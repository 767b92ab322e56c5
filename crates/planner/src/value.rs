use std::fmt;

use serde::{Deserialize, Serialize};

use crate::types::LogicalType;

/// Typed engine value, as it appears in filter constants and statistics bounds.
#[derive(Debug, Clone, PartialEq, Serialize, Deserialize)]
pub enum Value {
    Null(LogicalType),
    Boolean(bool),
    TinyInt(i8),
    SmallInt(i16),
    Integer(i32),
    BigInt(i64),
    UTinyInt(u8),
    USmallInt(u16),
    UInteger(u32),
    UBigInt(u64),
    Float(f32),
    Double(f64),
    /// Days since 1970-01-01.
    Date(i32),
    /// Microseconds since midnight.
    Time(i64),
    /// Microseconds since the epoch.
    Timestamp(i64),
    /// Microseconds since the epoch, UTC.
    TimestampTz(i64),
    Decimal { value: i128, width: u8, scale: i8 },
    Varchar(String),
    Blob(Vec<u8>),
}

impl Value {
    pub fn logical_type(&self) -> LogicalType {
        match self {
            Value::Null(ty) => ty.clone(),
            Value::Boolean(_) => LogicalType::Boolean,
            Value::TinyInt(_) => LogicalType::TinyInt,
            Value::SmallInt(_) => LogicalType::SmallInt,
            Value::Integer(_) => LogicalType::Integer,
            Value::BigInt(_) => LogicalType::BigInt,
            Value::UTinyInt(_) => LogicalType::UTinyInt,
            Value::USmallInt(_) => LogicalType::USmallInt,
            Value::UInteger(_) => LogicalType::UInteger,
            Value::UBigInt(_) => LogicalType::UBigInt,
            Value::Float(_) => LogicalType::Float,
            Value::Double(_) => LogicalType::Double,
            Value::Date(_) => LogicalType::Date,
            Value::Time(_) => LogicalType::Time,
            Value::Timestamp(_) => LogicalType::Timestamp,
            Value::TimestampTz(_) => LogicalType::TimestampTz,
            Value::Decimal { width, scale, .. } => LogicalType::Decimal {
                width: *width,
                scale: *scale,
            },
            Value::Varchar(_) => LogicalType::Varchar,
            Value::Blob(_) => LogicalType::Blob,
        }
    }

    pub fn is_null(&self) -> bool {
        matches!(self, Value::Null(_))
    }

    pub fn is_nan(&self) -> bool {
        match self {
            Value::Float(v) => v.is_nan(),
            Value::Double(v) => v.is_nan(),
            _ => false,
        }
    }

    /// Integer view of integral and temporal values.
    pub fn as_i64(&self) -> Option<i64> {
        match self {
            Value::Boolean(v) => Some(i64::from(*v)),
            Value::TinyInt(v) => Some(i64::from(*v)),
            Value::SmallInt(v) => Some(i64::from(*v)),
            Value::Integer(v) => Some(i64::from(*v)),
            Value::BigInt(v) => Some(*v),
            Value::UTinyInt(v) => Some(i64::from(*v)),
            Value::USmallInt(v) => Some(i64::from(*v)),
            Value::UInteger(v) => Some(i64::from(*v)),
            // Bit-preserving; round-trips through `as u64`.
            Value::UBigInt(v) => Some(*v as i64),
            Value::Date(v) => Some(i64::from(*v)),
            Value::Time(v) | Value::Timestamp(v) | Value::TimestampTz(v) => Some(*v),
            _ => None,
        }
    }

    pub fn as_f64(&self) -> Option<f64> {
        match self {
            Value::Float(v) => Some(f64::from(*v)),
            Value::Double(v) => Some(*v),
            _ => None,
        }
    }
}

/// Renders an unscaled decimal as its canonical text, e.g. `(-1234, 2)` as `-12.34`.
pub fn decimal_to_string(value: i128, scale: i8) -> String {
    if scale <= 0 {
        let mut out = value.to_string();
        out.extend(std::iter::repeat('0').take(scale.unsigned_abs() as usize));
        return out;
    }
    let scale = scale as usize;
    let digits = value.unsigned_abs().to_string();
    let padded = if digits.len() <= scale {
        format!("{}{digits}", "0".repeat(scale + 1 - digits.len()))
    } else {
        digits
    };
    let (int_part, frac_part) = padded.split_at(padded.len() - scale);
    let sign = if value < 0 { "-" } else { "" };
    format!("{sign}{int_part}.{frac_part}")
}

impl fmt::Display for Value {
    fn fmt(&self, f: &mut fmt::Formatter<'_>) -> fmt::Result {
        match self {
            Value::Null(_) => write!(f, "NULL"),
            Value::Boolean(v) => write!(f, "{v}"),
            Value::TinyInt(v) => write!(f, "{v}"),
            Value::SmallInt(v) => write!(f, "{v}"),
            Value::Integer(v) => write!(f, "{v}"),
            Value::BigInt(v) => write!(f, "{v}"),
            Value::UTinyInt(v) => write!(f, "{v}"),
            Value::USmallInt(v) => write!(f, "{v}"),
            Value::UInteger(v) => write!(f, "{v}"),
            Value::UBigInt(v) => write!(f, "{v}"),
            Value::Float(v) => write!(f, "{v}"),
            Value::Double(v) => write!(f, "{v}"),
            Value::Date(v) => write!(f, "date({v})"),
            Value::Time(v) => write!(f, "time({v})"),
            Value::Timestamp(v) => write!(f, "timestamp({v})"),
            Value::TimestampTz(v) => write!(f, "timestamptz({v})"),
            Value::Decimal { value, scale, .. } => write!(f, "{}", decimal_to_string(*value, *scale)),
            Value::Varchar(v) => write!(f, "\"{v}\""),
            Value::Blob(v) => write!(f, "blob({} bytes)", v.len()),
        }
    }
}
//! Shared configuration, error types, IDs, and observability primitives for scanbridge crates.
//!
//! Architecture role:
//! - defines bridge configuration passed from the session down to every factory
//! - provides common [`BridgeError`] / [`Result`] contracts
//! - hosts prometheus metrics shared by factories and the session
//!
//! Key modules:
//! - [`config`]
//! - [`error`]
//! - [`ids`]
//! - [`metrics`]

pub mod config;
pub mod error;
pub mod ids;
pub mod metrics;

pub use config::BridgeConfig;
pub use error::{BridgeError, Result};
pub use ids::*;
pub use metrics::{MetricsRegistry, StatsOutcome};
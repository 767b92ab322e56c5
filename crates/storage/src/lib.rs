//! Scan sources the engine binds as views: in-process arrow tables and external holders.
//!
//! Each factory owns its source handle, answers schema/cardinality/statistics queries from
//! state captured at registration, translates pushed filters and exports scans as C streams.

pub mod capabilities;
pub mod catalog;
pub mod codec;
pub mod holder;
pub mod provider;
pub mod release;
pub mod statistics;
pub mod stream;
pub mod table_factory;
pub mod translate;

pub use capabilities::{SourceCapabilities, SourceKind, is_view};
pub use catalog::{Catalog, FactoryHandle, TableDef, load_table_defs};
pub use codec::{literal_for_column, scalar_to_value, value_to_scalar};
pub use holder::{
    DataHolder, DatasetHolder, HolderFactory, HolderFilter, HolderRequest, HolderStream,
};
pub use provider::{FactoryContext, FactoryState, RegisterOptions, ScanSource};
pub use release::{PendingReleases, ReleaseMode, ReleaseToken, StreamGuard};
pub use statistics::{
    ColumnStatistics, ComputedStats, StatValue, TableStatistics, compute_column_statistics,
    to_base_statistics,
};
pub use stream::{GuardedReader, import_stream};
pub use table_factory::{ArrowTable, TableFactory};
pub use translate::{TranslatedFilters, translate_filter, translate_filter_set};
//! Export of produced readers through the Arrow C stream interface.

use arrow::error::ArrowError;
use arrow::ffi_stream::{ArrowArrayStreamReader, FFI_ArrowArrayStream};
use arrow::record_batch::{RecordBatch, RecordBatchReader};
use arrow_schema::SchemaRef;
use scanbridge_common::{BridgeError, MetricsRegistry, Result};
use scanbridge_execution::SendableRecordBatchReader;

use crate::release::StreamGuard;

/// Reader handed to the engine: the scan plus the release handle that outlives it.
///
/// Field order matters: the scan is dropped before the guard releases what it points into.
pub struct GuardedReader {
    inner: SendableRecordBatchReader,
    guard: StreamGuard,
    view: String,
    metrics: MetricsRegistry,
    rows: u64,
}

impl GuardedReader {
    pub fn new(
        inner: SendableRecordBatchReader,
        guard: StreamGuard,
        view: impl Into<String>,
        metrics: MetricsRegistry,
    ) -> Self {
        Self {
            inner,
            guard,
            view: view.into(),
            metrics,
            rows: 0,
        }
    }

    /// Exports the reader as a C stream. Releasing the stream drops the reader.
    pub fn export(self) -> FFI_ArrowArrayStream {
        FFI_ArrowArrayStream::new(Box::new(self))
    }

    pub fn guard(&self) -> &StreamGuard {
        &self.guard
    }
}

impl Iterator for GuardedReader {
    type Item = std::result::Result<RecordBatch, ArrowError>;

    fn next(&mut self) -> Option<Self::Item> {
        let next = self.inner.next();
        if let Some(Ok(batch)) = &next {
            self.rows += batch.num_rows() as u64;
        }
        next
    }
}

impl RecordBatchReader for GuardedReader {
    fn schema(&self) -> SchemaRef {
        self.inner.schema()
    }
}

impl Drop for GuardedReader {
    fn drop(&mut self) {
        self.metrics.add_rows_produced(&self.view, self.rows);
    }
}

/// Imports a C stream produced elsewhere as a reader.
pub fn import_stream(stream: FFI_ArrowArrayStream) -> Result<SendableRecordBatchReader> {
    let reader = ArrowArrayStreamReader::try_new(stream)
        .map_err(|e| BridgeError::External(format!("stream import failed: {e}")))?;
    Ok(Box::new(reader))
}

#[cfg(test)]
mod tests {
    use std::sync::Arc;
    use std::sync::atomic::{AtomicBool, Ordering};

    use arrow::array::Int64Array;
    use arrow_schema::{DataType, Field, Schema};
    use scanbridge_execution::ReaderAdapter;

    use super::*;
    use crate::release::{PendingReleases, ReleaseMode, ReleaseToken};

    #[test]
    fn exported_streams_release_their_token_after_the_scan() {
        let schema = Arc::new(Schema::new(vec![Field::new("id", DataType::Int64, false)]));
        let batch = RecordBatch::try_new(
            schema.clone(),
            vec![Arc::new(Int64Array::from(vec![1, 2, 3]))],
        )
        .expect("batch");
        let inner: SendableRecordBatchReader = Box::new(ReaderAdapter::new(
            schema.clone(),
            vec![Ok(batch)].into_iter(),
        ));
        let released = Arc::new(AtomicBool::new(false));
        let flag = released.clone();
        let metrics = MetricsRegistry::new();
        let pending = PendingReleases::new("t", metrics.clone());
        let guard = StreamGuard::new(
            ReleaseToken::new(move || flag.store(true, Ordering::SeqCst)),
            ReleaseMode::Immediate,
            &pending,
        );

        let stream = GuardedReader::new(inner, guard, "t", metrics.clone()).export();
        let reader = import_stream(stream).expect("import");
        assert_eq!(reader.schema(), schema);
        let rows: usize = reader.map(|b| b.expect("batch").num_rows()).sum();
        assert_eq!(rows, 3);
        assert!(released.load(Ordering::SeqCst));
        assert!(metrics
            .render_prometheus()
            .contains("scanbridge_rows_produced_total{view=\"t\"} 3"));
    }
}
#####
WHAT TO PRODUCE
From the records above, repeat exactly the lines from the one with "type Item = std::result::Result<RecordBatch, ArrowError>;" through the one with "use scanbridge_execution::ReaderAdapter;", both included.

SOLVED EXERCISE
    type Item = std::result::Result<RecordBatch, ArrowError>;

    fn next(&mut self) -> Option<Self::Item> {
        let next = self.inner.next();
        if let Some(Ok(batch)) = &next {
            self.rows += batch.num_rows() as u64;
        }
        next
    }
}

impl RecordBatchReader for GuardedReader {
    fn schema(&self) -> SchemaRef {
        self.inner.schema()
    }
}

impl Drop for GuardedReader {
    fn drop(&mut self) {
        self.metrics.add_rows_produced(&self.view, self.rows);
    }
}

/// Imports a C stream produced elsewhere as a reader.
pub fn import_stream(stream: FFI_ArrowArrayStream) -> Result<SendableRecordBatchReader> {
    let reader = ArrowArrayStreamReader::try_new(stream)
        .map_err(|e| BridgeError::External(format!("stream import failed: {e}")))?;
    Ok(Box::new(reader))
}

#[cfg(test)]
mod tests {
    use std::sync::Arc;
    use std::sync::atomic::{AtomicBool, Ordering};

    use arrow::array::Int64Array;
    use arrow_schema::{DataType, Field, Schema};
    use scanbridge_execution::ReaderAdapter;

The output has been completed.